┌─ Source data

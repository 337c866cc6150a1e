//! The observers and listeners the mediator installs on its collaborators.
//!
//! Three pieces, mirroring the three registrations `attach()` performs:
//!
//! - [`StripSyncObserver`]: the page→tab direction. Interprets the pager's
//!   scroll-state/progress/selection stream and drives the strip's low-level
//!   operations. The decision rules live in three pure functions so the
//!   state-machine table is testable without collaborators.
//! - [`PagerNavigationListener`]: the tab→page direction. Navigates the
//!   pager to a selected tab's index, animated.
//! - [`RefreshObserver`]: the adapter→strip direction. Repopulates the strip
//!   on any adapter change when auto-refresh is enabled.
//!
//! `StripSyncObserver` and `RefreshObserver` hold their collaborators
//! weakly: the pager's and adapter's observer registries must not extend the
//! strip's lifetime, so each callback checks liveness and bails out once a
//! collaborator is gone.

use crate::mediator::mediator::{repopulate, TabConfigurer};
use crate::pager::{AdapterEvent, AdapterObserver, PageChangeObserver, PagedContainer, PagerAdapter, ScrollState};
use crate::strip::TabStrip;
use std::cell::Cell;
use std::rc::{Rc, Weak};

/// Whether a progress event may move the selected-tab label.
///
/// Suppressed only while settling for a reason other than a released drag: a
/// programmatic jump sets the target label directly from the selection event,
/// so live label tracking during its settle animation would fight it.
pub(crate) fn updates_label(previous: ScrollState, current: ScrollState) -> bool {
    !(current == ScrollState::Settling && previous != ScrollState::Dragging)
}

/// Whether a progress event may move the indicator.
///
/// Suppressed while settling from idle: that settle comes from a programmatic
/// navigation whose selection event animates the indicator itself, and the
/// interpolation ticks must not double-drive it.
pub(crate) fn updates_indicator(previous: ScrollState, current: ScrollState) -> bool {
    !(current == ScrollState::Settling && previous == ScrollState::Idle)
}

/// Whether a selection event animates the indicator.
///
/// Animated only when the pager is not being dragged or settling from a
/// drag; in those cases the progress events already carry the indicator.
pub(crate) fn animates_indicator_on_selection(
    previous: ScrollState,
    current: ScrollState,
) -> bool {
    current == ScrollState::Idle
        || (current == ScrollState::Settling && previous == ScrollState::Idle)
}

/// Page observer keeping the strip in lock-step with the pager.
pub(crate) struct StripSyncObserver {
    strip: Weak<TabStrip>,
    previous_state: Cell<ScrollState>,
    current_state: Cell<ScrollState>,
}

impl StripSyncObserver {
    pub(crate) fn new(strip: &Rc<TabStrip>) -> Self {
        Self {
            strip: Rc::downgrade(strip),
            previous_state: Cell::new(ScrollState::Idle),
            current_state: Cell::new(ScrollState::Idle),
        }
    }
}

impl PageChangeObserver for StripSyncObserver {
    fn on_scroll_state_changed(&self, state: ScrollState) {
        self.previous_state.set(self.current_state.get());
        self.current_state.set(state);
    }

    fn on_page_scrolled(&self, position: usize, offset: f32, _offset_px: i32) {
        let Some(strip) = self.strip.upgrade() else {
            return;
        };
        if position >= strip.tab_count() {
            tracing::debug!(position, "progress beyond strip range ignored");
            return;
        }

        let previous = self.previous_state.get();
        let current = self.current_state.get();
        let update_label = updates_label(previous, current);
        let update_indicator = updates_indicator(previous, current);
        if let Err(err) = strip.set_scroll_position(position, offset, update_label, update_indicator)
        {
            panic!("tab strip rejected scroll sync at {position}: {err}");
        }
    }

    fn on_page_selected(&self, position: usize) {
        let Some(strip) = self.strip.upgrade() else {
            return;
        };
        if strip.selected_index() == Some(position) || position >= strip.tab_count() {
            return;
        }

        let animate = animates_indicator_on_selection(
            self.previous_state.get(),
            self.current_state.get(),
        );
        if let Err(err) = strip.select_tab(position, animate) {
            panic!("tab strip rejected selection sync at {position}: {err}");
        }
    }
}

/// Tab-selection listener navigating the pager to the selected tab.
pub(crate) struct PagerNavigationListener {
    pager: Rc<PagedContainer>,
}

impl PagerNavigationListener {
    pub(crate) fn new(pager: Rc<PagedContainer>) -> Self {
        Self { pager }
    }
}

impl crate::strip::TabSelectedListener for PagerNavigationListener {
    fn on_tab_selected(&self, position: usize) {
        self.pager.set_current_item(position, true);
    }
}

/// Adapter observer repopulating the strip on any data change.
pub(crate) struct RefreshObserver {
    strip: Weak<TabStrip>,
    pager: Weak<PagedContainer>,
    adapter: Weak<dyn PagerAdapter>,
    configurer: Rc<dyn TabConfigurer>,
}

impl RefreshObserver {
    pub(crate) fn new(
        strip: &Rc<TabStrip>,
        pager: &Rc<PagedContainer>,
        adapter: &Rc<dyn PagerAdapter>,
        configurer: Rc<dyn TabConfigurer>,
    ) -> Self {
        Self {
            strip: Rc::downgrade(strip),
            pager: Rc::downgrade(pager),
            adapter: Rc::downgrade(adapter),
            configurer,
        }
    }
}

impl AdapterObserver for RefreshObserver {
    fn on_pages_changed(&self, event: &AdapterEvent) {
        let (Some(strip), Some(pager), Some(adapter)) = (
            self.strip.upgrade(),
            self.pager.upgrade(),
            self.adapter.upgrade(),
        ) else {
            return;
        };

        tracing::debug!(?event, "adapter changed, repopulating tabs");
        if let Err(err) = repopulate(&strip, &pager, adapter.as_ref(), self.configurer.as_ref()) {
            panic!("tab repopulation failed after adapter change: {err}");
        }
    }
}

└─

**Exercise directions**
Find the lines that mention "mediator" in the entries and show them.

**Solution to the problem**
//! The observers and listeners the mediator installs on its collaborators.
use crate::mediator::mediator::{repopulate, TabConfigurer};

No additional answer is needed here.